Produzido por Cris Botarelli, disco de estreia da cantora canadense aborda dor crônica, ansiedade e superação em uma sonoridade que transita entre o pop alternativo e a música eletrônica.
A cantora e compositora Julie Neff lançou fine., seu álbum de estreia, após apresentar os singles “fine!?” e “TRAPPED”. O trabalho inaugura uma nova fase na carreira da artista canadense, que já havia lançado três EPs, e reúne composições escritas ao longo de seis anos, desde o início da pandemia.
Produzido por Cris Botarelli, conhecida pelo trabalho com Far From Alaska e Ego Kill Talent, o disco transforma experiências profundamente pessoais em um conjunto de canções que abordam temas como endometriose, dor crônica, depressão e ansiedade. Em vez de tratar essas vivências apenas como relatos, fine. propõe um percurso de vulnerabilidade, aceitação e superação.
Musicalmente, o álbum combina pop alternativo, texturas eletrônicas e uma abordagem intimista, dialogando com artistas como MARO, Kimbra, Stromae e Florence + The Machine.
Escrito entre Brasil e Canadá, fine. foi gravado no Seratone Studio, em Québec, e chega acompanhado de um visualizer para a faixa “SOMETHING”. Segundo Julie Neff, o projeto representa um processo de acolhimento das próprias emoções e a busca por uma forma mais leve de seguir em frente.

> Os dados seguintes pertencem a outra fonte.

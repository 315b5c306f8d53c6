//! @acp:module "Configuration"
//! @acp:summary "Project configuration loading and defaults"
//! @acp:domain cli
//! @acp:layer config

use serde::{Deserialize, Serialize};
use std::fmt;
use std::path::{Path, PathBuf};
use std::str::FromStr;

use crate::document::SiteProfile;
use crate::error::PolicyError;
use crate::history::DiffMode;

/// Default config file name, looked up in the working directory
pub const CONFIG_FILE: &str = ".policyforge.json";

fn default_store_dir() -> PathBuf {
    PathBuf::from(".policyforge/store")
}

fn default_content_dir() -> PathBuf {
    PathBuf::from("content")
}

fn default_compliance_file() -> PathBuf {
    PathBuf::from(".policyforge/compliance.json")
}

fn default_author() -> String {
    crate::workspace::DEFAULT_AUTHOR.to_string()
}

/// Persistence backend for answers, documents and history
#[derive(Debug, Clone, Copy, Default, PartialEq, Eq, Serialize, Deserialize)]
#[serde(rename_all = "lowercase")]
pub enum StoreBackend {
    #[default]
    File,
    Sqlite,
}

impl StoreBackend {
    pub fn as_str(&self) -> &'static str {
        match self {
            StoreBackend::File => "file",
            StoreBackend::Sqlite => "sqlite",
        }
    }
}

impl fmt::Display for StoreBackend {
    fn fmt(&self, f: &mut fmt::Formatter<'_>) -> fmt::Result {
        f.write_str(self.as_str())
    }
}

impl FromStr for StoreBackend {
    type Err = PolicyError;

    fn from_str(s: &str) -> Result<Self, Self::Err> {
        match s.to_lowercase().as_str() {
            "file" => Ok(StoreBackend::File),
            "sqlite" => Ok(StoreBackend::Sqlite),
            _ => Err(PolicyError::validation(
                "parse store backend",
                format!("unknown store backend '{}'", s),
            )),
        }
    }
}

/// @acp:summary "Main project configuration"
#[derive(Debug, Clone, PartialEq, Serialize, Deserialize)]
#[serde(rename_all = "camelCase")]
pub struct Config {
    /// Where answers, documents and history are stored
    #[serde(default = "default_store_dir")]
    pub store_dir: PathBuf,

    #[serde(default)]
    pub store_backend: StoreBackend,

    /// Holds `templates/<type>.html` and `sections/<id>.html`
    #[serde(default = "default_content_dir")]
    pub content_dir: PathBuf,

    /// JSON object of jurisdiction code to boolean
    #[serde(default = "default_compliance_file")]
    pub compliance_file: PathBuf,

    /// Author recorded on history entries
    #[serde(default = "default_author")]
    pub author: String,

    /// Fallbacks for the site name and URL tokens
    #[serde(default)]
    pub site: SiteProfile,

    #[serde(default)]
    pub diff_mode: DiffMode,
}

impl Default for Config {
    fn default() -> Self {
        Self {
            store_dir: default_store_dir(),
            store_backend: StoreBackend::default(),
            content_dir: default_content_dir(),
            compliance_file: default_compliance_file(),
            author: default_author(),
            site: SiteProfile::default(),
            diff_mode: DiffMode::default(),
        }
    }
}

impl Config {
    /// @acp:summary "Load config from a .policyforge.json file"
    pub fn load<P: AsRef<Path>>(path: P) -> crate::Result<Self> {
        let content = std::fs::read_to_string(path)?;
        Ok(serde_json::from_str(&content)?)
    }

    /// @acp:summary "Save config to a file"
    pub fn save<P: AsRef<Path>>(&self, path: P) -> crate::Result<()> {
        let content = serde_json::to_string_pretty(self)?;
        std::fs::write(path, content)?;
        Ok(())
    }

    /// @acp:summary "Load from default location or fall back to defaults"
    pub fn load_or_default() -> Self {
        Self::load(CONFIG_FILE).unwrap_or_default()
    }

    /// SQLite database file used by the `sqlite` backend
    pub fn sqlite_path(&self) -> PathBuf {
        self.store_dir.join("policyforge.db")
    }
}
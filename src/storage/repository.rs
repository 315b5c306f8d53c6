//! @acp:module "Repository"
//! @acp:summary "Typed access to answers, documents and history over a key-value store"
//! @acp:domain storage
//! @acp:layer service

use serde::de::DeserializeOwned;
use serde::Serialize;

use super::{keys, KeyValueStore};
use crate::document::{DocumentType, GeneratedDocument};
use crate::error::Result;
use crate::history::{VersionRecord, VersionStore};
use crate::questionnaire::AnswerSet;

/// Result of a save that may have found nothing to write
#[derive(Debug, Clone, Copy, PartialEq, Eq)]
pub enum SaveOutcome {
    Saved,
    Unchanged,
}

impl SaveOutcome {
    pub fn from_changed(changed: bool) -> Self {
        if changed {
            SaveOutcome::Saved
        } else {
            SaveOutcome::Unchanged
        }
    }

    pub fn is_saved(&self) -> bool {
        matches!(self, SaveOutcome::Saved)
    }
}

pub struct Repository<S: KeyValueStore> {
    store: S,
}

impl<S: KeyValueStore> Repository<S> {
    pub fn new(store: S) -> Self {
        Self { store }
    }

    pub fn store(&self) -> &S {
        &self.store
    }

    pub fn into_inner(self) -> S {
        self.store
    }

    fn read<T: DeserializeOwned>(&self, key: &str) -> Result<Option<T>> {
        match self.store.get(key)? {
            Some(value) => Ok(Some(serde_json::from_value(value)?)),
            None => Ok(None),
        }
    }

    fn write<T: Serialize>(&mut self, key: &str, value: &T) -> Result<SaveOutcome> {
        let value = serde_json::to_value(value)?;
        Ok(SaveOutcome::from_changed(self.store.put(key, value)?))
    }

    pub fn load_answers(&self) -> Result<AnswerSet> {
        Ok(self.read(keys::ANSWERS)?.unwrap_or_default())
    }

    pub fn save_answers(&mut self, answers: &AnswerSet) -> Result<SaveOutcome> {
        self.write(keys::ANSWERS, answers)
    }

    pub fn load_document(&self, document_type: DocumentType) -> Result<Option<GeneratedDocument>> {
        self.read(&keys::document(document_type))
    }

    /// History records, oldest first
    pub fn load_history(&self, document_type: DocumentType) -> Result<Vec<VersionRecord>> {
        Ok(self.read(&keys::history(document_type))?.unwrap_or_default())
    }

    pub fn load_versions(&self, document_type: DocumentType) -> Result<VersionStore> {
        let current = self.load_document(document_type)?;
        let history = self.load_history(document_type)?;
        Ok(VersionStore::from_parts(document_type, current, history))
    }

    /// Append new history records, then write the current document
    pub fn save_versions(&mut self, versions: &mut VersionStore) -> Result<SaveOutcome> {
        let document_type = versions.document_type();
        let history_key = keys::history(document_type);
        for record in versions.unpersisted() {
            self.store.append(&history_key, serde_json::to_value(record)?)?;
        }
        versions.mark_persisted();

        match versions.current() {
            Some(current) => self.write(&keys::document(document_type), current),
            None => Ok(SaveOutcome::Unchanged),
        }
    }
}
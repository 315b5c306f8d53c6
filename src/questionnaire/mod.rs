//! @acp:module "Questionnaire"
//! @acp:summary "Conditional questionnaire: catalog, visibility, sanitizing and completeness"
//! @acp:domain questionnaire
//! @acp:layer feature

pub mod catalog;
pub mod condition;
pub mod engine;
pub mod sanitize;
pub mod types;

pub use catalog::default_questions;
pub use condition::{evaluate, is_visible};
pub use engine::Questionnaire;
pub use sanitize::sanitize_answers;
pub use types::*;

Já Cris Botarelli explica que a produção privilegiou a espontaneidade e a força emocional das interpretações vocais, utilizando essas performances como ponto de partida para a construção dos arranjos. O resultado é um álbum que equilibra sofisticação pop e honestidade emocional, consolidando a estreia de Julie Neff como uma artista que transforma experiências íntimas em canções de alcance universal.